◆ **TASK GOAL**
Locate all lines in the data below that hold "crate" and show them.

Stored entries:
//! Master Form Definitions
//!
//! A `Master` is the compact, author-facing form definition. It names fields
//! by their unprefixed catalog property names and leaves everything the
//! catalog already knows (types, labels, cardinality) implicit.
//!
//! ## Example Master
//!
//! ```json
//! {
//!   "name": "Trip report",
//!   "baseFormID": "JX.519",
//!   "fields": [
//!     { "name": "secureLevel", "options": { "whitelist": ["MX.secureLevelKM5"] } },
//!     { "name": "gatherings", "fields": [{ "name": "geometry" }] },
//!     { "formID": "JX.652" }
//!   ],
//!   "translations": { "fi": { "@title": "Retkiraportti" } },
//!   "patch": [{ "op": "add", "path": "/uiSchema/ui:title", "value": "@title" }]
//! }
//! ```

use crate::models::lang::{deserialize_translations, Lang, Translations};
use serde::{Deserialize, Serialize};
use serde_json::{Map, Value};

/// Author-facing form definition
#[derive(Debug, Clone, Default, PartialEq, Serialize, Deserialize)]
#[serde(rename_all = "camelCase")]
pub struct Master {
    #[serde(skip_serializing_if = "Option::is_none")]
    pub id: Option<String>,

    #[serde(default, skip_serializing_if = "Vec::is_empty")]
    pub fields: Vec<Field>,

    /// Form-level options (e.g. `prepopulatedDocument`)
    #[serde(default, skip_serializing_if = "Map::is_empty")]
    pub options: Map<String, Value>,

    #[serde(
        default,
        deserialize_with = "deserialize_translations",
        skip_serializing_if = "Translations::is_empty"
    )]
    pub translations: Translations,

    #[serde(skip_serializing_if = "Option::is_none")]
    pub ui_schema: Option<Value>,

    /// Form this one inherits from
    #[serde(rename = "baseFormID", skip_serializing_if = "Option::is_none")]
    pub base_form_id: Option<String>,

    /// JSON Patch document applied after inheritance is resolved
    #[serde(skip_serializing_if = "Option::is_none")]
    pub patch: Option<Value>,

    /// Unprefixed name of the root metadata class
    #[serde(skip_serializing_if = "Option::is_none")]
    pub context: Option<String>,

    /// Derived per-property metadata (alt range hierarchies)
    #[serde(skip_serializing_if = "Option::is_none")]
    pub extra: Option<Map<String, Value>>,

    #[serde(skip_serializing_if = "Option::is_none")]
    pub language: Option<Lang>,

    /// Authored top-level keys the compiler carries through untouched
    #[serde(flatten)]
    pub rest: Map<String, Value>,
}

/// Master after inheritance, patches and language resolution
///
/// Same shape as [`Master`], but with no outstanding `baseFormID`, `patch`
/// or `formID` extension fields.
pub type ExpandedMaster = Master;

/// A node of the author's field tree
///
/// Either a regular field named after a catalog property, or an extension
/// field carrying only `formID`, which splices another form's fields in at
/// its position.
#[derive(Debug, Clone, Default, PartialEq, Serialize, Deserialize)]
pub struct Field {
    #[serde(default, skip_serializing_if = "String::is_empty")]
    pub name: String,

    #[serde(rename = "formID", skip_serializing_if = "Option::is_none")]
    pub form_id: Option<String>,

    #[serde(default, skip_serializing_if = "Vec::is_empty")]
    pub fields: Vec<Field>,

    #[serde(default, skip_serializing_if = "FieldOptions::is_empty")]
    pub options: FieldOptions,

    #[serde(skip_serializing_if = "Option::is_none")]
    pub validators: Option<Value>,

    #[serde(skip_serializing_if = "Option::is_none")]
    pub warnings: Option<Value>,

    #[serde(skip_serializing_if = "Option::is_none")]
    pub label: Option<String>,

    /// Literal type; gives unknown fields a shape and marks hidden fields
    #[serde(rename = "type", skip_serializing_if = "Option::is_none")]
    pub field_type: Option<String>,
}

impl Field {
    /// Create a field with the given name and no options
    pub fn new(name: impl Into<String>) -> Self {
        Self {
            name: name.into(),
            ..Default::default()
        }
    }

    /// Create a field with children
    pub fn with_fields(name: impl Into<String>, fields: Vec<Field>) -> Self {
        Self {
            name: name.into(),
            fields,
            ..Default::default()
        }
    }

    /// Whether this is a `formID` extension field
    pub fn is_extension(&self) -> bool {
        self.form_id.is_some()
    }

    /// Whether the author declared `type: "hidden"`
    pub fn is_hidden(&self) -> bool {
        self.field_type.as_deref() == Some("hidden")
    }
}

/// Per-field options
///
/// Known keys are typed; anything else the author puts into `options` is
/// kept in `rest` and passed through to the expanded output.
#[derive(Debug, Clone, Default, PartialEq, Serialize, Deserialize)]
pub struct FieldOptions {
    #[serde(skip_serializing_if = "Option::is_none")]
    pub default: Option<Value>,

    #[serde(
        rename = "excludeFromCopy",
        default,
        skip_serializing_if = "std::ops::Not::not"
    )]
    pub exclude_from_copy: bool,

    #[serde(skip_serializing_if = "Option::is_none")]
    pub whitelist: Option<Vec<String>>,

    #[serde(skip_serializing_if = "Option::is_none")]
    pub blacklist: Option<Vec<String>>,

    /// Explicit enum members, `{value → label}`
    #[serde(skip_serializing_if = "Option::is_none")]
    pub value_options: Option<Map<String, Value>>,

    #[serde(rename = "uniqueItems", skip_serializing_if = "Option::is_none")]
    pub unique_items: Option<bool>,

    #[serde(rename = "minItems", skip_serializing_if = "Option::is_none")]
    pub min_items: Option<u64>,

    #[serde(rename = "maxItems", skip_serializing_if = "Option::is_none")]
    pub max_items: Option<u64>,

    #[serde(flatten)]
    pub rest: Map<String, Value>,
}

impl FieldOptions {
    pub fn is_empty(&self) -> bool {
        self == &FieldOptions::default()
    }

    /// Apply whitelist then blacklist to a list of enum values
    ///
    /// Whitelist keeps only listed values, blacklist drops listed values. When
    /// both are declared both apply, blacklist last.
    pub fn allows(&self, value: &str) -> bool {
        let whitelisted = self
            .whitelist
            .as_ref()
            .map_or(true, |list| list.iter().any(|v| v == value));
        let blacklisted = self
            .blacklist
            .as_ref()
            .is_some_and(|list| list.iter().any(|v| v == value));
        whitelisted && !blacklisted
    }

    /// Whether any enum filtering is declared
    pub fn filters_enum(&self) -> bool {
        self.whitelist.is_some() || self.blacklist.is_some()
    }
}
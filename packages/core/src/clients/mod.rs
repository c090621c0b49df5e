//! Collaborator Clients
//!
//! The compiler depends on three remote collaborators, each behind an
//! `async_trait` so services can be exercised against in-memory fakes:
//!
//! - [`MetadataCatalog`] - class property lists, alt ranges and labels
//! - [`TaxonomyCatalog`] - taxon sets and species by informal group
//! - [`FormStore`] - storage of Master form definitions
//!
//! [`LajiApiClient`] implements all three against the platform REST API.

mod error;
mod form_store;
mod laji_client;
mod metadata_catalog;
mod taxonomy;

pub use error::ClientError;
pub use form_store::FormStore;
pub use laji_client::LajiApiClient;
pub use metadata_catalog::MetadataCatalog;
pub use taxonomy::{TaxonSummary, TaxonomyCatalog};
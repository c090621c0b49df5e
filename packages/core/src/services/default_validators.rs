//! Default validators injected into well-known field paths
//!
//! | Path | Key | |
//! |------|-----|-|
//! | `gatherings → geometry` | `geometry` | validators |
//! | `gatheringEvent → dateBegin` | `datetime` | validators |
//! | `gatheringEvent → dateEnd` | `datetime` | validators |
//!
//! Author declarations of the same key win. An author value of `false`
//! removes the key altogether. Companion translations are only added for
//! keys the Master does not translate itself.

use crate::models::{Field, Lang, Master};
use serde_json::{json, Map, Value};

struct DefaultValidator {
    parent: &'static str,
    field: &'static str,
    key: &'static str,
    config: fn() -> Value,
}

const DEFAULT_VALIDATORS: &[DefaultValidator] = &[
    DefaultValidator {
        parent: "gatherings",
        field: "geometry",
        key: "geometry",
        config: geometry_validator,
    },
    DefaultValidator {
        parent: "gatheringEvent",
        field: "dateBegin",
        key: "datetime",
        config: datetime_validator,
    },
    DefaultValidator {
        parent: "gatheringEvent",
        field: "dateEnd",
        key: "datetime",
        config: datetime_validator,
    },
];

fn geometry_validator() -> Value {
    json!({
        "requireShape": true,
        "message": {
            "missingGeometries": "@geometryValidation",
            "invalidBoundingBoxHectares": "@geometryHectaresMaxValidation",
            "notGeometry": "@geometryValidation",
            "missingType": "@geometryValidation",
            "invalidCoordinates": "@geometryValidation",
            "invalidGeometries": "@geometryValidation",
            "invalidRadius": "@geometryValidation"
        },
        "boundingBoxMaxHectares": 5_000_000
    })
}

fn datetime_validator() -> Value {
    json!({
        "earliest": "1000-01-01",
        "latest": "now",
        "message": {
            "earliest": "@dateTooEarlyValidation",
            "latest": "@dateLaterThanNowValidation"
        }
    })
}

/// `(key, fi, sv, en)` texts referenced by the default validators
const COMPANION_TRANSLATIONS: &[(&str, &str, &str, &str)] = &[
    (
        "@geometryValidation",
        "Havainnolle täytyy merkitä paikka kartalle.",
        "Platsen för observationen måste märkas på kartan.",
        "The observation must have a location on the map.",
    ),
    (
        "@geometryHectaresMaxValidation",
        "Kuvion rajaava suorakaide voi olla korkeintaan 50 000 km².",
        "Områdets omslutande rektangel får vara högst 50 000 km².",
        "The bounding box of the area can be at most 50 000 km².",
    ),
    (
        "@dateTooEarlyValidation",
        "Päivämäärä on liian aikaisin.",
        "Datumet är för tidigt.",
        "The date is too early.",
    ),
    (
        "@dateLaterThanNowValidation",
        "Päivämäärä ei voi olla tulevaisuudessa.",
        "Datumet kan inte vara i framtiden.",
        "The date can't be in the future.",
    ),
];

/// Inject the default validators and their translations into `master`
pub fn add_default_validators(mut master: Master) -> Master {
    let mut injected = false;
    for default in DEFAULT_VALIDATORS {
        let Some(field) = master
            .fields
            .iter_mut()
            .find(|f| f.name == default.parent)
            .and_then(|parent| parent.fields.iter_mut().find(|f| f.name == default.field))
        else {
            continue;
        };
        injected |= inject(field, default.key, (default.config)());
    }

    if injected {
        for (key, fi, sv, en) in COMPANION_TRANSLATIONS {
            for (lang, text) in [(Lang::Fi, fi), (Lang::Sv, sv), (Lang::En, en)] {
                master
                    .translations
                    .entry(lang)
                    .or_default()
                    .entry(key.to_string())
                    .or_insert_with(|| text.to_string());
            }
        }
    }
    master
}

/// Returns whether the default was injected
fn inject(field: &mut Field, key: &str, config: Value) -> bool {
    let mut validators = match field.validators.take() {
        Some(Value::Object(validators)) => validators,
        _ => Map::new(),
    };

    let injected = match validators.get(key) {
        Some(Value::Bool(false)) => {
            validators.remove(key);
            false
        }
        Some(_) => false,
        None => {
            validators.insert(key.to_string(), config);
            true
        }
    };

    if !validators.is_empty() {
        field.validators = Some(Value::Object(validators));
    }
    injected
}
//! TaxonomyCatalog Trait - Taxonomy Lookups

use crate::clients::ClientError;
use async_trait::async_trait;
use serde::{Deserialize, Serialize};

/// Minimal taxon record used for prepopulating documents
#[derive(Debug, Clone, PartialEq, Serialize, Deserialize)]
#[serde(rename_all = "camelCase")]
pub struct TaxonSummary {
    pub id: String,

    #[serde(default)]
    pub scientific_name: Option<String>,

    #[serde(default, skip_serializing_if = "Option::is_none")]
    pub vernacular_name: Option<String>,
}

/// Taxonomy lookups needed by the compiler
#[async_trait]
pub trait TaxonomyCatalog: Send + Sync {
    /// Ids of the taxa belonging to a taxon set
    async fn taxon_set(&self, set_id: &str) -> Result<Vec<String>, ClientError>;

    /// Species belonging to any of the given informal taxon groups
    async fn species_by_informal_groups(
        &self,
        groups: &[String],
    ) -> Result<Vec<TaxonSummary>, ClientError>;
}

◆ **ANSWER TO THIS TASK**
use crate::models::lang::{deserialize_translations, Lang, Translations};
use crate::models::{Field, Lang, Master};
use crate::clients::ClientError;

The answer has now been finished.